5. Shortly before May 3, 2005, the plaintiff contacted the defendant's office seeking advice and professional assistance in connection with the desired construction of a 22 by 28 foot garage, with deck above, to be located adjacent to his Cosey Beach Avenue Ext. home. He needed assistance with the footing design due to the poor structural support of the soil.
6. On May 3, 2005, Ricky Raymond, the defendant's project manager, visited the subject property with the plaintiff. Raymond's notes, Plaintiff's Exhibit # 1, indicate the site visit occurred on May 3, 2005, that the above-mentioned garage was described, and included the following important information: “15 feet baymuck then sand.” The request was for a footing design for the above-mentioned garage. Notes include that there is a slab under the existing house. Plaintiff told Raymond that he'd already been advised by a different engineer that pilings were necessary to support the proposed addition, but Raymond advised plaintiff that Giordano had previously designed footings for such projects without pilings.
7. Plaintiff's Exhibit # 2 is a large drawing made by Fabio Mangione, plaintiff, showing the proposed garage addition and reviewed by the defendant on 8/24/05. Giordano's review, written above his professional engineer's stamp, indicates the same as “structurally reviewed by Anthony Giordano, P.E. 8/24/05.” Plaintiff testified that he used that plan to seek a building permit from the Town of East Haven.
8. Plaintiff's Exhibit # 3, five pages, are February 2000 soil sampling/boring logs of the Cosey Beach Avenue Ext. property. These logs show, among other things, that test bores were done and that baymuck, described in more appropriate geological terms, extended from approximately two feet below the surface to approximately sixteen feet in depth, depending on which test bore hole is reviewed.
9. The plaintiff, involved in the construction industry for approximately thirty years, understood that he was seeking to build a garage on a lot that contained a great deal of soft and wet materials below two feet of trucked-in surface fill. When he had constructed his home at the subject property in around the year 2000, he had built a slab home constructed on pilings so as to prevent settling and to give a solid foundation. The plaintiff sought to avoid the cost of pilings when he planned to construct his garage and deck. The plaintiff specifically sought the advice of the defendant with respect to whether the garage and deck addition could be built without the necessity of the cost of pilings. The defendant advised that the addition could be built without pilings and instead designed, Exhibit # 4, a proposed garage and deck addition for the subject property without pilings.
10. The addition was built in 2006. Several months after the addition was constructed, it began to sink into the baymuck. The plaintiff contacted the defendant seeking assistance and the defendant refused to provide any assistance.
11. The plaintiff then hired engineering experts who performed soil testing, bore testing, designed support for the foundation, sunk pilings around the then existing foundation of the garage addition and hydraulically lifted or jacked the addition into a relatively level and stable position.
12. The plaintiff incurred substantial expense in connection with the efforts to stop the addition from further sinking into the baymuck, to raise the same and to level the same.
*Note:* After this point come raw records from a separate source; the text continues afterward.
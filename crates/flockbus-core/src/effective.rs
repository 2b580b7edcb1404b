//! Published effective values.
//!
//! [`EffectiveTable`] is the read-only surface the synthesis engine polls.
//! Values are stored as `f32` bits in atomics so readers on any thread see a
//! whole value without locking. The bus is the only writer.

use std::sync::atomic::{AtomicU32, AtomicU64, Ordering};

use crate::registry::{Registry, TARGET_COUNT};

/// Lock-free table of effective values, one per target.
pub struct EffectiveTable {
    values: [AtomicU32; TARGET_COUNT],
    /// Incremented once per publish.
    generation: AtomicU64,
}

impl EffectiveTable {
    /// Create a table seeded with each target's default.
    pub fn new(registry: &Registry) -> Self {
        let table = Self {
            values: std::array::from_fn(|_| AtomicU32::new(0.0f32.to_bits())),
            generation: AtomicU64::new(0),
        };
        for target in registry.iter() {
            table.values[target.index].store(target.safe_default().to_bits(), Ordering::Relaxed);
        }
        table
    }

    /// Read the effective value of one target.
    ///
    /// Returns `None` for an index outside the table.
    #[inline]
    pub fn get(&self, index: usize) -> Option<f32> {
        self.values
            .get(index)
            .map(|value| f32::from_bits(value.load(Ordering::Relaxed)))
    }

    /// Copy all effective values.
    pub fn snapshot(&self) -> [f32; TARGET_COUNT] {
        std::array::from_fn(|index| f32::from_bits(self.values[index].load(Ordering::Relaxed)))
    }

    /// Number of publishes so far.
    #[inline]
    pub fn generation(&self) -> u64 {
        self.generation.load(Ordering::Acquire)
    }

    /// Replace every value and bump the generation.
    pub(crate) fn publish(&self, values: &[f32; TARGET_COUNT]) {
        for (slot, value) in self.values.iter().zip(values) {
            slot.store(value.to_bits(), Ordering::Relaxed);
        }
        self.generation.fetch_add(1, Ordering::Release);
    }
}

impl std::fmt::Debug for EffectiveTable {
    fn fmt(&self, f: &mut std::fmt::Formatter<'_>) -> std::fmt::Result {
        f.debug_struct("EffectiveTable")
            .field("generation", &self.generation())
            .finish_non_exhaustive()
    }
}

#[cfg(test)]
mod tests {
    use super::*;

    #[test]
    fn test_new_table_holds_defaults() {
        let registry = Registry::build();
        let table = EffectiveTable::new(&registry);
        assert_eq!(table.get(0), Some(440.0));
        assert_eq!(table.generation(), 0);
        assert_eq!(table.get(TARGET_COUNT), None);
    }

    #[test]
    fn test_publish_replaces_values() {
        let registry = Registry::build();
        let table = EffectiveTable::new(&registry);
        let mut values = [0.25f32; TARGET_COUNT];
        values[3] = -1.0;

        table.publish(&values);

        assert_eq!(table.get(0), Some(0.25));
        assert_eq!(table.get(3), Some(-1.0));
        assert_eq!(table.generation(), 1);
        assert_eq!(table.snapshot(), values);
    }
}
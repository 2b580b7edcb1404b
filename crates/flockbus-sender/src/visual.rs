//! Visualization output.
//!
//! Frames go out from the controller only, once per enabled tick.

use crate::generator::{CellValue, Position};

/// One tick's worth of display data.
#[derive(Debug, Clone, Copy)]
pub struct VisualFrame<'a> {
    /// Controller tick that produced the frame.
    pub tick: u64,
    /// Agent positions from the tick's snapshot.
    pub positions: &'a [Position],
    /// Occupied cells from the tick's snapshot.
    pub cells: &'a [CellValue],
}

/// Receiver of visualization frames.
pub trait VisualizationSink {
    /// Consume one frame. Called once per enabled controller tick.
    fn emit(&mut self, frame: &VisualFrame<'_>);
}

/// Discards every frame.
#[derive(Debug, Default, Clone, Copy)]
pub struct NullSink;

impl VisualizationSink for NullSink {
    fn emit(&mut self, _frame: &VisualFrame<'_>) {}
}

/// Owned copy of a [`VisualFrame`].
#[derive(Debug, Clone, PartialEq)]
pub struct RecordedFrame {
    /// Controller tick that produced the frame.
    pub tick: u64,
    /// Agent positions.
    pub positions: Vec<Position>,
    /// Occupied cells.
    pub cells: Vec<CellValue>,
}

/// Keeps every frame it receives.
#[derive(Debug, Default, Clone)]
pub struct RecordingSink {
    frames: Vec<RecordedFrame>,
}

impl RecordingSink {
    /// An empty recorder.
    pub fn new() -> Self {
        Self::default()
    }

    /// Frames received so far, oldest first.
    pub fn frames(&self) -> &[RecordedFrame] {
        &self.frames
    }
}

impl VisualizationSink for RecordingSink {
    fn emit(&mut self, frame: &VisualFrame<'_>) {
        self.frames.push(RecordedFrame {
            tick: frame.tick,
            positions: frame.positions.to_vec(),
            cells: frame.cells.to_vec(),
        });
    }
}
//! Offset sender: aggregate, encode, transmit.

use flockbus_core::{encode_frame, OffsetFrame, TransportResult};

use crate::mapping::{aggregate, Contribution};
use crate::transport::DatagramPort;

/// What a send call put on the wire.
#[derive(Debug, Clone, Copy, PartialEq, Eq)]
pub enum SendOutcome {
    /// Every contribution cancelled out or was dropped; nothing sent.
    Empty,
    /// One datagram sent.
    Sent {
        /// Index/value pairs in the datagram.
        pairs: usize,
    },
}

/// Sends aggregated offsets over one port.
///
/// A sender is bound to the port it was built with. After a transport error
/// it should be discarded; the controller builds a new one through the
/// [`SenderSlot`](crate::lifecycle::SenderSlot).
#[derive(Debug)]
pub struct OffsetSender<P> {
    port: P,
    datagrams: u64,
}

impl<P: DatagramPort> OffsetSender<P> {
    /// Wrap a freshly opened port.
    pub fn new(port: P) -> Self {
        Self { port, datagrams: 0 }
    }

    /// Aggregate a batch and send it as one datagram.
    ///
    /// An empty aggregate sends nothing. Transport errors are returned to the
    /// caller, which owns the decision to drop this sender.
    pub fn send_offsets(&mut self, contributions: &[Contribution]) -> TransportResult<SendOutcome> {
        let aggregation = aggregate(contributions);
        if aggregation.dropped > 0 {
            log::debug!("{} contributions dropped before sending", aggregation.dropped);
        }
        self.send_frame(&aggregation.frame)
    }

    /// Send an already aggregated frame.
    pub fn send_frame(&mut self, frame: &OffsetFrame) -> TransportResult<SendOutcome> {
        if frame.is_empty() {
            return Ok(SendOutcome::Empty);
        }
        let datagram = encode_frame(frame)?;
        self.port.transmit(&datagram)?;
        self.datagrams += 1;
        log::trace!("sent {} offset pairs", frame.len());
        Ok(SendOutcome::Sent { pairs: frame.len() })
    }

    /// Datagrams sent through this sender.
    pub fn datagrams(&self) -> u64 {
        self.datagrams
    }
}
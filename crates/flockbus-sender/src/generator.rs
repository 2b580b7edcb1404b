//! Modulation generator surface.

use serde::Serialize;

use crate::mapping::Contribution;

/// Agent position in grid space (`x` across columns, `y` across rows).
#[derive(Debug, Clone, Copy, PartialEq, Serialize)]
pub struct Position {
    /// Horizontal position, `0.0..COLUMN_COUNT`.
    pub x: f32,
    /// Vertical position, `0.0..ROW_COUNT`.
    pub y: f32,
}

/// Summed value of one occupied grid cell, for display.
#[derive(Debug, Clone, Copy, PartialEq, Serialize)]
pub struct CellValue {
    /// Grid row.
    pub row: i32,
    /// Grid column.
    pub col: i32,
    /// Sum of the contributions landing on this cell.
    pub value: f32,
}

/// Everything one generator step produced, read from a single state.
#[derive(Debug, Clone, Default, PartialEq, Serialize)]
pub struct GeneratorSnapshot {
    /// Raw contributions for the sender.
    pub contributions: Vec<Contribution>,
    /// Agent positions, for display.
    pub positions: Vec<Position>,
    /// Occupied cells in row-major order, for display.
    pub cells: Vec<CellValue>,
}

/// An autonomous simulation that yields contributions once per step.
pub trait ModulationGenerator {
    /// Advance the simulation by one step.
    fn advance(&mut self);

    /// Read the current state.
    ///
    /// Must not change the state: two calls without an
    /// [`advance`](Self::advance) in between return equal snapshots.
    fn snapshot(&self) -> GeneratorSnapshot;
}

impl<G: ModulationGenerator + ?Sized> ModulationGenerator for Box<G> {
    fn advance(&mut self) {
        (**self).advance();
    }

    fn snapshot(&self) -> GeneratorSnapshot {
        (**self).snapshot()
    }
}
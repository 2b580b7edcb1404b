//! Fixed-cadence tick scheduling.
//!
//! Both halves run one tick function on a fixed period. [`Cadence`] sleeps
//! only between ticks, never inside one. When a tick overruns its slot the
//! missed deadlines are skipped rather than replayed in a burst.

use std::time::{Duration, Instant};

/// Deadline-based periodic ticker.
#[derive(Debug, Clone)]
pub struct Cadence {
    period: Duration,
    next: Instant,
    ticks: u64,
    overruns: u64,
}

impl Cadence {
    /// Start a cadence whose first deadline is one period from now.
    ///
    /// # Panics
    /// Panics if `period` is zero.
    pub fn new(period: Duration) -> Self {
        assert!(!period.is_zero(), "cadence period must be non-zero");
        Self {
            period,
            next: Instant::now() + period,
            ticks: 0,
            overruns: 0,
        }
    }

    /// Configured period.
    pub fn period(&self) -> Duration {
        self.period
    }

    /// Deadlines reached so far.
    pub fn ticks(&self) -> u64 {
        self.ticks
    }

    /// Deadlines that had already passed when [`wait`](Self::wait) was called.
    pub fn overruns(&self) -> u64 {
        self.overruns
    }

    /// Sleep until the next deadline.
    ///
    /// Returns `false` if the deadline had already passed (the caller is
    /// running late); the schedule is then re-anchored to now.
    pub fn wait(&mut self) -> bool {
        let now = Instant::now();
        let on_time = self.advance(now);
        if on_time {
            std::thread::sleep(self.next - self.period - now);
        }
        on_time
    }

    /// Move to the next deadline as seen at `now`, without sleeping.
    ///
    /// Returns `true` if `now` is before the current deadline.
    fn advance(&mut self, now: Instant) -> bool {
        self.ticks += 1;
        if now <= self.next {
            self.next += self.period;
            true
        } else {
            self.overruns += 1;
            log::trace!("cadence overrun by {:?}", now - self.next);
            self.next = now + self.period;
            false
        }
    }
}

#[cfg(test)]
mod tests {
    use super::*;

    #[test]
    fn test_advance_on_time_keeps_grid() {
        let mut cadence = Cadence::new(Duration::from_millis(10));
        let first = cadence.next;

        assert!(cadence.advance(first - Duration::from_millis(3)));
        assert_eq!(cadence.next, first + Duration::from_millis(10));
        assert_eq!(cadence.ticks(), 1);
        assert_eq!(cadence.overruns(), 0);
    }

    #[test]
    fn test_advance_late_skips_missed_deadlines() {
        let mut cadence = Cadence::new(Duration::from_millis(10));
        let late = cadence.next + Duration::from_millis(35);

        assert!(!cadence.advance(late));
        assert_eq!(cadence.next, late + Duration::from_millis(10));
        assert_eq!(cadence.overruns(), 1);
    }

    #[test]
    fn test_wait_sleeps_about_one_period() {
        let mut cadence = Cadence::new(Duration::from_millis(5));
        let start = Instant::now();
        cadence.wait();
        assert!(start.elapsed() >= Duration::from_millis(4));
    }

    #[test]
    #[should_panic(expected = "cadence period must be non-zero")]
    fn test_zero_period_panics() {
        Cadence::new(Duration::ZERO);
    }
}
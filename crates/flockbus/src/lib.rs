//! # flockbus
//!
//! Deterministic modulation bus for a synthesizer, fed by a networked
//! procedural generator.
//!
//! ## Architecture
//!
//! ```text
//! sender process                         receiver process
//! ───────────────                        ────────────────
//! Flock (ModulationGenerator)            OffsetReceiver (UDP)
//!        ↓                                      ↓
//! aggregate → OffsetSender ── OSC/UDP ──→ UnifiedBus::tick
//!        ↓                                      ↓
//! VisualizationSink                      EffectiveTable → synthesis engine
//! ```
//!
//! ## Quick Start
//!
//! ```rust,ignore
//! use flockbus::prelude::*;
//!
//! // Receiver side
//! let bus = UnifiedBus::with_defaults();
//! bus.initialize();
//! bus.set_base("osc1.freq", 220.0);
//! bus.tick();
//! assert_eq!(bus.effective().get(0), Some(220.0));
//!
//! // Sender side
//! let config = PipelineConfig::new();
//! let link = UdpLink::new(config.target_addr, config.reconnect_backoff);
//! let mut controller = Controller::new(Flock::with_seed(1), link, NullSink, &config);
//! controller.tick();
//! ```

// Re-export sub-crates
pub use flockbus_core as core;
pub use flockbus_sender as sender;

/// Prelude module for convenient imports.
///
/// ```rust,ignore
/// use flockbus::prelude::*;
/// ```
pub mod prelude {
    pub use flockbus_core::{
        // Registry
        Registry, Target, TargetRef, TargetUnit, TARGET_COUNT,
        // Apply engine
        ApplyObserver, ApplyReport, BusStatus, EffectiveTable, UnifiedBus,
        // Wire and network input
        decode_datagram, encode_frame, ingest_datagram, OffsetFrame, OffsetReceiver,
        ReceiverStats, OFFSETS_ADDRESS,
        // Scheduling and configuration
        BusConfig, Cadence, ConfigFile, PipelineConfig,
        // Errors
        ConfigError, MappingError, TransportError, TransportResult, WireError,
    };

    pub use flockbus_sender::{
        // Generator surface
        Contribution, Flock, FlockParams, GeneratorSnapshot, ModulationGenerator,
        // Mapping
        aggregate, map_cell,
        // Sending
        ConnectionState, DatagramPort, Link, LoopbackLink, OffsetSender, SendOutcome,
        SenderSlot, UdpLink,
        // Orchestration
        Controller, NetworkOutcome, PipelineStatus, TickOutcome,
        // Visualization
        NullSink, RecordingSink, VisualFrame, VisualizationSink,
    };
}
The plaintiff seeks damages from the defendant for those costs.
13. The defendant admits, at trial though not in the pleadings, that the plaintiff did engage the defendant to provide structural engineering design services in connection with the garage and deck addition to the plaintiff's home. The defendant did provide those engineering design services.
14. The design, Plaintiff's Exhibit # 4, prescribes a “construction procedure,” upper right hand corner of Plaintiff's Exhibit # 4, in four steps. Evidence established that the plaintiff did not perform in accordance with the construction procedure. The plaintiff, who performed, along with his brother, the construction work, did not conform to the “construction procedure” included in the defendant's design. Specifically, the plaintiff did not excavate the top three and one-half to four feet of material beneath the foundation. The plaintiff did not place small rock two feet compacted with a twenty-ton vibrating roller. The plaintiff did not place small rock less than 6” on final lifts and, pursuant to Technical Inspection # 15 on Exhibit # 4, the plaintiff did not “place and compact gravel fill layers not to exceed 6” before compaction. Determined maximum dry density in accordance with ASTM D1557 and make one field density test in accordance with ASTM D2167 for each fifty yards of compacted fill, but not less than one per layer, to insure compaction to 95% of maximum dry density, and the contractor shall provide the name of the testing firm to the engineer for approval.”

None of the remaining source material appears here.